* WHAT IS EXPECTED:
From the records below, copy out each line that has the word "VizTrack".

Saved data entries
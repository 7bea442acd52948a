use crate::data::{Engine, MetricTable, CONSOLIDATED};
use crate::report::{preflight_checks, GroupTable, MetricGroup, ReportError, GROUPS};
use std::collections::BTreeMap;

#[test]
pub fn insertion_chart_compares_exactly_three_engines() {
    let table = GroupTable::build(&GROUPS[0], &CONSOLIDATED).unwrap();

    assert_eq!(
        table.engines,
        vec![Engine::MongoDb, Engine::MySql, Engine::PostgreSql]
    );
    assert_eq!(table.rows.len(), 1);
    assert_eq!(table.rows[0].metric, "Velocidad Inserción");
    assert_eq!(
        table.rows[0].values,
        vec![Some(14870.0), Some(7508.0), Some(9406.0)]
    );
}

#[test]
pub fn json_chart_excludes_mongodb_without_leaving_a_gap() {
    let table = GroupTable::build(&GROUPS[3], &CONSOLIDATED).unwrap();

    assert_eq!(table.engines, vec![Engine::MySql, Engine::PostgreSql]);
    // both rows are fully populated, MongoDB contributes no gap column
    for row in &table.rows {
        assert!(row.values.iter().all(Option::is_some));
    }
    assert_eq!(table.engine_lineup(), "MySQL vs PostgreSQL");
}

#[test]
pub fn partially_covered_engines_keep_gaps() {
    let group = MetricGroup {
        name: "partial",
        title: "partial",
        y_desc: "ms",
        file_name: "partial.png",
        metrics: &["a", "b"],
    };
    let data: MetricTable = BTreeMap::from([
        (
            "a",
            BTreeMap::from([(Engine::MongoDb, 1.0), (Engine::MySql, 2.0)]),
        ),
        ("b", BTreeMap::from([(Engine::MySql, 3.0)])),
    ]);

    let table = GroupTable::build(&group, &data).unwrap();

    assert_eq!(table.engines, vec![Engine::MongoDb, Engine::MySql]);
    assert_eq!(table.rows[0].values, vec![Some(1.0), Some(2.0)]);
    // MongoDB was not measured for 'b', the cluster keeps a gap
    assert_eq!(table.rows[1].values, vec![None, Some(3.0)]);
}

#[test]
pub fn unknown_metric_references_are_rejected() {
    let group = MetricGroup {
        name: "broken",
        title: "broken",
        y_desc: "ms",
        file_name: "broken.png",
        metrics: &["No existe"],
    };

    match GroupTable::build(&group, &CONSOLIDATED) {
        Err(ReportError::UnknownMetric { group, metric }) => {
            assert_eq!(group, "broken");
            assert_eq!(metric, "No existe");
        }
        other => panic!("expected an unknown metric error, got {other:?}"),
    }
}

#[test]
pub fn groups_without_any_measurement_are_rejected() {
    let group = MetricGroup {
        name: "empty",
        title: "empty",
        y_desc: "ms",
        file_name: "empty.png",
        metrics: &["a"],
    };
    let data: MetricTable = BTreeMap::from([("a", BTreeMap::new())]);

    assert!(matches!(
        GroupTable::build(&group, &data),
        Err(ReportError::EmptyGroup { group: "empty" })
    ));
}

#[test]
pub fn y_axis_scales_to_the_largest_measurement() {
    let table = GroupTable::build(&GROUPS[2], &CONSOLIDATED).unwrap();

    assert_eq!(table.max_value(), 174.0);
}

#[test]
pub fn preflight_accepts_the_builtin_report() {
    assert!(!preflight_checks(&CONSOLIDATED));
}

#[test]
pub fn preflight_rejects_a_table_with_missing_metrics() {
    let data: MetricTable = BTreeMap::new();

    assert!(preflight_checks(&data));
}

#[test]
pub fn preflight_rejects_non_finite_measurements() {
    let mut data = CONSOLIDATED.clone();
    data.insert(
        "Velocidad Inserción",
        BTreeMap::from([(Engine::MongoDb, f64::NAN)]),
    );

    assert!(preflight_checks(&data));
}
use crate::chart::{format_value, grid_step, render};
use crate::data::CONSOLIDATED;
use crate::report::{GroupTable, GROUPS};
use std::fs;

// first eight bytes of any valid PNG file
const PNG_MAGIC: [u8; 8] = [0x89, b'P', b'N', b'G', 0x0d, 0x0a, 0x1a, 0x0a];

#[test]
pub fn every_group_renders_a_nonempty_png() {
    let dir = tempfile::tempdir().unwrap();

    for group in GROUPS.iter() {
        let table = GroupTable::build(group, &CONSOLIDATED).unwrap();
        let path = render(&table, dir.path()).unwrap();

        assert_eq!(path, dir.path().join(group.file_name));

        let bytes = fs::read(&path).unwrap();
        assert!(bytes.len() > PNG_MAGIC.len());
        assert_eq!(&bytes[..PNG_MAGIC.len()], &PNG_MAGIC);
    }
}

#[test]
pub fn rerendering_is_byte_identical() {
    let first = tempfile::tempdir().unwrap();
    let second = tempfile::tempdir().unwrap();
    let table = GroupTable::build(&GROUPS[0], &CONSOLIDATED).unwrap();

    render(&table, first.path()).unwrap();
    render(&table, second.path()).unwrap();

    let a = fs::read(first.path().join(GROUPS[0].file_name)).unwrap();
    let b = fs::read(second.path().join(GROUPS[0].file_name)).unwrap();
    assert_eq!(a, b);
}

#[test]
pub fn value_labels_print_the_literal_values() {
    assert_eq!(format_value(14870.0), "14870");
    assert_eq!(format_value(1.0), "1");
    assert_eq!(format_value(2.5), "2.5");
}

#[test]
pub fn gridline_steps_follow_the_ladder() {
    assert_eq!(grid_step(17100.5), 5000.0);
    assert_eq!(grid_step(200.0), 50.0);
    assert_eq!(grid_step(3.45), 1.0);
}
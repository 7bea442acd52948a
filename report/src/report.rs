use crate::data::{records, Engine, MetricTable};
use itertools::Itertools;
use thiserror::Error;
use tracing::error;

#[derive(Error, Debug)]
pub enum ReportError {
    #[error("group '{group}' references unknown metric '{metric}'")]
    UnknownMetric {
        group: &'static str,
        metric: &'static str,
    },
    #[error("group '{group}' has no measurement for any engine")]
    EmptyGroup { group: &'static str },
}

/// A fixed set of related metrics rendered together in one chart.
#[derive(Debug, Clone)]
pub struct MetricGroup {
    pub name: &'static str,
    pub title: &'static str,
    pub y_desc: &'static str,
    pub file_name: &'static str,
    pub metrics: &'static [&'static str],
}

/// The four charts of the report, rendered in this order.
pub static GROUPS: [MetricGroup; 4] = [
    MetricGroup {
        name: "insertion",
        title: "Velocidad de Inserción (docs/segundo)",
        y_desc: "docs/segundo",
        file_name: "insertvel.png",
        metrics: &["Velocidad Inserción"],
    },
    MetricGroup {
        name: "simple-queries",
        title: "Tiempos de Consultas Simples (ms)",
        y_desc: "ms",
        file_name: "consultas_simples.png",
        metrics: &["Búsqueda por email", "Búsqueda rango edad"],
    },
    MetricGroup {
        name: "aggregation",
        title: "Conteos y Agregaciones (ms)",
        y_desc: "ms",
        file_name: "agregacion_salario.png",
        metrics: &["Conteo por departamento", "Agregación salario promedio"],
    },
    MetricGroup {
        name: "json-complex",
        title: "JSON y Consultas Complejas (ms)",
        y_desc: "ms",
        file_name: "json.png",
        metrics: &["Búsqueda en JSON", "Consulta compleja"],
    },
];

/// one chart row: a metric and its value per present engine
#[derive(Debug, Clone)]
pub struct GroupRow {
    pub metric: &'static str,
    /// parallel to `GroupTable::engines`, `None` renders as a gap
    pub values: Vec<Option<f64>>,
}

/// Per-group reshaped table, the input of the chart renderer.
/// An engine earns a column iff it has at least one measurement in the group,
/// so an engine that skipped the whole group leaves neither bar nor gap.
#[derive(Debug)]
pub struct GroupTable<'a> {
    pub group: &'a MetricGroup,
    /// engines with at least one measurement, in bar order
    pub engines: Vec<Engine>,
    pub rows: Vec<GroupRow>,
}

impl<'a> GroupTable<'a> {
    pub fn build(group: &'a MetricGroup, table: &MetricTable) -> Result<Self, ReportError> {
        let mut columns = Vec::with_capacity(group.metrics.len());

        for &metric in group.metrics {
            match table.get(metric) {
                Some(values) => columns.push((metric, values)),
                None => {
                    return Err(ReportError::UnknownMetric {
                        group: group.name,
                        metric,
                    })
                }
            }
        }

        let engines = Engine::ALL
            .into_iter()
            .filter(|engine| columns.iter().any(|(_, values)| values.contains_key(engine)))
            .collect_vec();

        if engines.is_empty() {
            return Err(ReportError::EmptyGroup { group: group.name });
        }

        let rows = columns
            .into_iter()
            .map(|(metric, values)| GroupRow {
                metric,
                values: engines
                    .iter()
                    .map(|engine| values.get(engine).copied())
                    .collect(),
            })
            .collect();

        Ok(Self {
            group,
            engines,
            rows,
        })
    }

    /// largest measurement of the group, used to scale the y axis
    pub fn max_value(&self) -> f64 {
        self.rows
            .iter()
            .flat_map(|row| row.values.iter().flatten())
            .fold(0.0_f64, |acc, value| acc.max(*value))
    }

    pub fn engine_lineup(&self) -> String {
        self.engines.iter().map(Engine::name).join(" vs ")
    }
}

/// Validate the static report definitions before rendering anything.
/// Attempts to catch all errors instead of piece-by-piece to make debugging
/// easier; the caller aborts once if anything was wrong.
pub fn preflight_checks(table: &MetricTable) -> bool {
    let mut contains_error = false;

    for group in GROUPS.iter() {
        if group.metrics.is_empty() {
            error!("group {} defines no metrics, a chart can't be a NOP", group.name);
            contains_error = true;
        }

        let mut has_value = false;
        for &metric in group.metrics {
            match table.get(metric) {
                Some(values) => has_value |= !values.is_empty(),
                None => {
                    error!(
                        "group {} references {metric} but {metric} is not defined",
                        group.name
                    );
                    contains_error = true;
                }
            }
        }

        if !group.metrics.is_empty() && !has_value {
            error!("group {} has no measurement for any engine", group.name);
            contains_error = true;
        }
    }

    for file_name in GROUPS.iter().map(|group| group.file_name).duplicates() {
        error!("output file {file_name} is claimed by more than one group");
        contains_error = true;
    }

    for record in records(table) {
        if !record.value.is_finite() || record.value < 0.0 {
            error!(
                "{} for {} is {} which is not a usable measurement",
                record.metric,
                record.engine.name(),
                record.value
            );
            contains_error = true;
        }
    }

    contains_error
}
//! HTTP endpoints of the local callback server.
//!
//! - [`callback`] receives the redirect from the authorization page and hands
//!   `code` or `error` to the waiting login flow.
//! - [`health`] reports status, version and whether the redirect arrived.

mod callback;
mod health;

pub use callback::callback;
pub use health::health;
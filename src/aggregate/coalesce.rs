use std::{collections::HashMap, fmt, str::FromStr};

use crate::{
    error::WayfinderError,
    types::{Artist, AudioFeatures, Track, VizTrack},
};

/// How artist genres are matched onto tracks.
#[derive(Debug, Clone, Copy, PartialEq, Eq, Default)]
pub enum GenreMode {
    /// Genres of each track's own artists, looked up by artist id.
    #[default]
    ArtistId,
    /// Genre lists matched to tracks by list position. Breaks silently if the
    /// track list is reordered or filtered after the genre lists were derived.
    Positional,
}

impl FromStr for GenreMode {
    type Err = WayfinderError;

    fn from_str(s: &str) -> Result<Self, Self::Err> {
        match s.trim().to_lowercase().as_str() {
            "artist-id" | "artist_id" | "id" => Ok(GenreMode::ArtistId),
            "positional" | "index" => Ok(GenreMode::Positional),
            other => Err(WayfinderError::Config(format!(
                "unknown genre mode '{other}', expected 'artist-id' or 'positional'"
            ))),
        }
    }
}

impl fmt::Display for GenreMode {
    fn fmt(&self, f: &mut fmt::Formatter<'_>) -> fmt::Result {
        match self {
            GenreMode::ArtistId => f.write_str("artist-id"),
            GenreMode::Positional => f.write_str("positional"),
        }
    }
}

/// Genre source handed to [`coalesce`].
#[derive(Debug, Clone, Copy)]
pub enum GenreAttachment<'a> {
    ByArtistId(&'a HashMap<String, Artist>),
    Positional(&'a [Vec<String>]),
}

fn genres_of(track: &Track, artists: &HashMap<String, Artist>) -> Vec<String> {
    let mut genres = Vec::new();
    for reference in &track.artists {
        match artists.get(&reference.id) {
            Some(artist) => genres.extend(artist.genres.iter().cloned()),
            None => log::debug!(
                "no artist data for {} ({}) on track {}",
                reference.name,
                reference.id,
                track.id
            ),
        }
    }
    genres
}

/// One genre list per track, in track list order.
pub fn genres_by_index(tracks: &[Track], artists: &HashMap<String, Artist>) -> Vec<Vec<String>> {
    tracks.iter().map(|track| genres_of(track, artists)).collect()
}

/// Attaches features (by track id) and genres in place.
pub fn attach(
    tracks: &mut [Track],
    features_by_id: &HashMap<String, AudioFeatures>,
    genres: GenreAttachment<'_>,
) {
    for (index, track) in tracks.iter_mut().enumerate() {
        track.audio_features = features_by_id.get(&track.id).cloned();
        if track.audio_features.is_none() {
            let missing = WayfinderError::MissingFeatureData {
                track_id: track.id.clone(),
            };
            log::debug!("{missing}");
        }

        track.genres = match genres {
            GenreAttachment::ByArtistId(artists) => Some(genres_of(track, artists)),
            GenreAttachment::Positional(lists) => lists.get(index).cloned(),
        };
    }
}

/// Flattens one track into its visualization record.
pub fn flatten(track: Track) -> VizTrack {
    let date = track.timestamp.as_ref().map(|ts| ts.value().to_string());
    let features = track.audio_features.as_ref();
    let field = |f: fn(&AudioFeatures) -> f64| features.map(f);

    VizTrack {
        date,
        artists: track.artists.iter().map(|a| a.name.clone()).collect(),
        energy: field(|f| f.energy),
        liveness: field(|f| f.liveness),
        speechiness: field(|f| f.speechiness),
        acousticness: field(|f| f.acousticness),
        instrumentalness: field(|f| f.instrumentalness),
        danceability: field(|f| f.danceability),
        loudness: field(|f| f.loudness),
        valence: field(|f| f.valence),
        tempo: field(|f| f.tempo),
        id: track.id,
        name: track.name,
        popularity: track.popularity,
        uri: track.uri,
        artist_refs: track.artists,
        genres: track.genres,
        audio_features: track.audio_features,
    }
}

/// Merges features and genres onto `tracks` and flattens them.
///
/// Pure: no I/O, deterministic for the same inputs. Tracks without a features
/// entry keep their feature fields unset.
pub fn coalesce(
    mut tracks: Vec<Track>,
    features_by_id: &HashMap<String, AudioFeatures>,
    genres: GenreAttachment<'_>,
) -> Vec<VizTrack> {
    attach(&mut tracks, features_by_id, genres);
    tracks.into_iter().map(flatten).collect()
}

* EXERCISE RESULT:
    types::{Artist, AudioFeatures, Track, VizTrack},
pub fn flatten(track: Track) -> VizTrack {
    VizTrack {
) -> Vec<VizTrack> {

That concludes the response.